**EXERCISE GOAL**:
In the data below, locate each line with the word "Some" and list it.

═════ RECORDS FOR THIS TASK ═════

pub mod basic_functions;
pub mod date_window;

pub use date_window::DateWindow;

═════
═════ RECORDS FOR THIS TASK ═════

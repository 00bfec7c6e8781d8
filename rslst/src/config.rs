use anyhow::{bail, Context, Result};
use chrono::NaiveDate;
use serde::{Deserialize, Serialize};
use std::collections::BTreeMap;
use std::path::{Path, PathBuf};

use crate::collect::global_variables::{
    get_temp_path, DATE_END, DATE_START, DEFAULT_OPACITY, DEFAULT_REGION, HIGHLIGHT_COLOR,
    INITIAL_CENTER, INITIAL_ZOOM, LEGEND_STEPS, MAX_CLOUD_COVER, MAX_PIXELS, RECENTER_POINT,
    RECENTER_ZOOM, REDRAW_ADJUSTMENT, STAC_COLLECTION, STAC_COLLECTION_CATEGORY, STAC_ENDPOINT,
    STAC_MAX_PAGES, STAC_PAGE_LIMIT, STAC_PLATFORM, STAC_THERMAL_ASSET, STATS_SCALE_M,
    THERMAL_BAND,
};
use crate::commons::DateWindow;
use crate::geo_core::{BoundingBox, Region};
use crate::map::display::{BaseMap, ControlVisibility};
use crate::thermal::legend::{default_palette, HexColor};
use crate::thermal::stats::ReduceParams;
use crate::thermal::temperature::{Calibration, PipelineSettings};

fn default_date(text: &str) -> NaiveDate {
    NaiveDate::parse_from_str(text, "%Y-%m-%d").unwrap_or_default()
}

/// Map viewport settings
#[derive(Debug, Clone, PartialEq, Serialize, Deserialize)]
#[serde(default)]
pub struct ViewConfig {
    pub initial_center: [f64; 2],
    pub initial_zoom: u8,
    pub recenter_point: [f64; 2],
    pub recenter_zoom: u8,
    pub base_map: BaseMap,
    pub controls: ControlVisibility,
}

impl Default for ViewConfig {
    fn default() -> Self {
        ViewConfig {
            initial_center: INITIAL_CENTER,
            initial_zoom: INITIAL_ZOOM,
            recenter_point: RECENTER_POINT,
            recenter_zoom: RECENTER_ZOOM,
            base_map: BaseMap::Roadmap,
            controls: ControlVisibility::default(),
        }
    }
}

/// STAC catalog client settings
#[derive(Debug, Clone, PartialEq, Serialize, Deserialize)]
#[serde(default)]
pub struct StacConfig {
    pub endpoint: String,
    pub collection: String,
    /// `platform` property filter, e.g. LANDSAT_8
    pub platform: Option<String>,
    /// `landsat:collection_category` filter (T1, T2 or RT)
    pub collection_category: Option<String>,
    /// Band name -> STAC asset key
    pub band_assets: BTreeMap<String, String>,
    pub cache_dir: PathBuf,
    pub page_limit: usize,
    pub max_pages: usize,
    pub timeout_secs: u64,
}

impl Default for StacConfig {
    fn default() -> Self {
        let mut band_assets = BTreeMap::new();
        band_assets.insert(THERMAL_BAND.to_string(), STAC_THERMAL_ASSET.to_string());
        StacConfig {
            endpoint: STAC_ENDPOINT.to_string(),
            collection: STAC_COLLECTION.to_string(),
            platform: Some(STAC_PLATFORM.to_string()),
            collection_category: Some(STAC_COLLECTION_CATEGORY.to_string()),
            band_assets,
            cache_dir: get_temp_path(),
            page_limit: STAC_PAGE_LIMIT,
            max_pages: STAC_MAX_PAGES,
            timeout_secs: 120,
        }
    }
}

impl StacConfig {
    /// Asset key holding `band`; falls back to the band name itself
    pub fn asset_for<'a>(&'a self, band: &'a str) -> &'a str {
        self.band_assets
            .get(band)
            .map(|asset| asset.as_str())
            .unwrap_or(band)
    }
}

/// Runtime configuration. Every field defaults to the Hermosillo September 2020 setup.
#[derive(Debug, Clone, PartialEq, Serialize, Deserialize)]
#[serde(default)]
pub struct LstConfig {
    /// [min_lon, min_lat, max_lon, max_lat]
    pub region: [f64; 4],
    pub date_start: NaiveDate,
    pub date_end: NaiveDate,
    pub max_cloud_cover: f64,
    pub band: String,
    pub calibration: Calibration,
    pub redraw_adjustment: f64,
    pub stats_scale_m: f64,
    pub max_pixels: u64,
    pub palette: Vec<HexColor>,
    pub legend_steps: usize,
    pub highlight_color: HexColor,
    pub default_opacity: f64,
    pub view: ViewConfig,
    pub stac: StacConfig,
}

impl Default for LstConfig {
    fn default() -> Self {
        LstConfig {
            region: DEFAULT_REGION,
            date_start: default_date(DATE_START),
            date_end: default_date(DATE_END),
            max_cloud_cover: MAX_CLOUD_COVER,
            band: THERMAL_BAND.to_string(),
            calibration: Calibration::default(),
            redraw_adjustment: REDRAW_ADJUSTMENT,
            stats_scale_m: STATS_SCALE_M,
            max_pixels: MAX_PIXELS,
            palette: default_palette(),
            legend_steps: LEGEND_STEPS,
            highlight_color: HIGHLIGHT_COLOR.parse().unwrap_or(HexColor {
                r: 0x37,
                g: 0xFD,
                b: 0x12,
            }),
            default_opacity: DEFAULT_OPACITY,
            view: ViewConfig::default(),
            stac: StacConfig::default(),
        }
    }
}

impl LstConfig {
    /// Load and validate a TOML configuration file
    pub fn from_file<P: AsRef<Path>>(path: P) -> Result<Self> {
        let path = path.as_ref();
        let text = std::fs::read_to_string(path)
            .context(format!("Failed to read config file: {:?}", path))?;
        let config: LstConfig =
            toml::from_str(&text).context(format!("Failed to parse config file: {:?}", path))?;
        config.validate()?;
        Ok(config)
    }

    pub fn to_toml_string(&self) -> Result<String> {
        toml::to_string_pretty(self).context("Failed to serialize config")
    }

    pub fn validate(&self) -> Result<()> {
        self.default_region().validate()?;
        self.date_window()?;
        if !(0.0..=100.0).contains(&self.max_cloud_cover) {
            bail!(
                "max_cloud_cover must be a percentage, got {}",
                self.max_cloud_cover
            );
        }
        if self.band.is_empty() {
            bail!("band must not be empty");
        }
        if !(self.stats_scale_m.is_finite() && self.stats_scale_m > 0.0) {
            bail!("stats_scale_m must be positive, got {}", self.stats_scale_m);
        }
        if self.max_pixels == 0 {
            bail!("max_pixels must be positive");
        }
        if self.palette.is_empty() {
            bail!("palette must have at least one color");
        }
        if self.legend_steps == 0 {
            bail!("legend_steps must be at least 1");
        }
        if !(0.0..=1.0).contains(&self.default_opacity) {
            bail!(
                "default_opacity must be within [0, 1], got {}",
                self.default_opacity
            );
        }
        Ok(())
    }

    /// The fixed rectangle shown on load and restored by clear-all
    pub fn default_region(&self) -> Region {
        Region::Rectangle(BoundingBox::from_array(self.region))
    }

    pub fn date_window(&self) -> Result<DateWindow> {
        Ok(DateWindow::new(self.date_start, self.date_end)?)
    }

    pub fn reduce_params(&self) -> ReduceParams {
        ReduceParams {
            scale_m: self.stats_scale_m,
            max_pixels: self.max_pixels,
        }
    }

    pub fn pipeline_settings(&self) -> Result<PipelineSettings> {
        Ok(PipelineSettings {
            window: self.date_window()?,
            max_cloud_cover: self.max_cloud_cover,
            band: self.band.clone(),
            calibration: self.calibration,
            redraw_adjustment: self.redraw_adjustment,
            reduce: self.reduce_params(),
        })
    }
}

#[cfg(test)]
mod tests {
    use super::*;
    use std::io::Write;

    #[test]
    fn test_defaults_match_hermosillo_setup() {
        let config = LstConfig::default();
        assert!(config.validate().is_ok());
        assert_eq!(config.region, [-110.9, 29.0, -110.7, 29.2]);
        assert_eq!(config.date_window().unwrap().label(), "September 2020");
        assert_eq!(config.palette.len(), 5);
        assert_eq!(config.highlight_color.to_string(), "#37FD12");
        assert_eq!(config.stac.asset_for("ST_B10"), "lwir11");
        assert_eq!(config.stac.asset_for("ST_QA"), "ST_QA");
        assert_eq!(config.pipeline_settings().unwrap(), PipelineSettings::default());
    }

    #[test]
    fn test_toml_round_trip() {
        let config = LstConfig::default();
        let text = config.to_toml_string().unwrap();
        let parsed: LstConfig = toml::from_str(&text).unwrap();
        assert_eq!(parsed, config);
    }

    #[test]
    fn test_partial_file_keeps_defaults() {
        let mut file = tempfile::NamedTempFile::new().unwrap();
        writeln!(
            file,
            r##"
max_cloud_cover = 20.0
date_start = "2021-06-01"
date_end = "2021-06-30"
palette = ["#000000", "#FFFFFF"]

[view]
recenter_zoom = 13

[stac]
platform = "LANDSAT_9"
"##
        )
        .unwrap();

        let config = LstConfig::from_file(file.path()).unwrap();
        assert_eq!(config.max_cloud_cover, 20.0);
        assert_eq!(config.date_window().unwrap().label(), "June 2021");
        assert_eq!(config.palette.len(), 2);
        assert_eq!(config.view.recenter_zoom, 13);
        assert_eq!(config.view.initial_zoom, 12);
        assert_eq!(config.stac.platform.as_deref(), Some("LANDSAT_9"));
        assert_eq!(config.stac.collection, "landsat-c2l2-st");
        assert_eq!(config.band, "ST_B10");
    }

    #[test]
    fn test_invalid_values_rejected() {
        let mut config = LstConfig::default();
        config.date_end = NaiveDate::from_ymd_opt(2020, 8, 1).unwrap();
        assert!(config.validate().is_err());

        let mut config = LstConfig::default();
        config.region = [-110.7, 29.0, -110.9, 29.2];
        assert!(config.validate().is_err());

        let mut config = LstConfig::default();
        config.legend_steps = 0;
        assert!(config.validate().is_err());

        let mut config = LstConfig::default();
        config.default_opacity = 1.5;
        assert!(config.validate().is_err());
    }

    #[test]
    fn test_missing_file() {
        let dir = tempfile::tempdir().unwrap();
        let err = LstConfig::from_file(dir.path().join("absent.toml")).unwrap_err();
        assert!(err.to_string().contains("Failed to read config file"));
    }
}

═════

**PROBLEM SOLUTION**:
            platform: Some(STAC_PLATFORM.to_string()),
            collection_category: Some(STAC_COLLECTION_CATEGORY.to_string()),
        assert_eq!(config.stac.platform.as_deref(), Some("LANDSAT_9"));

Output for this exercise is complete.